── Input records ──

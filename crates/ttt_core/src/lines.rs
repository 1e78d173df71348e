/// Three board indices that win when owned by a single side.
pub type WinLine = [usize; 3];

/// Rows, then columns, then diagonals. Scan order matters: the first
/// matching line is the one reported as winning.
pub const WIN_LINES: [WinLine; 8] = [
    [0, 1, 2],
    [3, 4, 5],
    [6, 7, 8],
    [0, 3, 6],
    [1, 4, 7],
    [2, 5, 8],
    [0, 4, 8],
    [2, 4, 6],
];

───

Goal of the exercise
Write out the records again so that each line matches the original exactly.

Reply to the task
filename crates/ttt_core/src/lines.rs
repository 1e78d173df71348e
/// Three board indices that win when owned by a single side.
pub type WinLine = [usize; 3];

/// Rows, then columns, then diagonals. Scan order matters: the first
/// matching line is the one reported as winning.
pub const WIN_LINES: [WinLine; 8] = [
    [0, 1, 2],
    [3, 4, 5],
    [6, 7, 8],
    [0, 3, 6],
    [1, 4, 7],
    [2, 5, 8],
    [0, 4, 8],
    [2, 4, 6],
];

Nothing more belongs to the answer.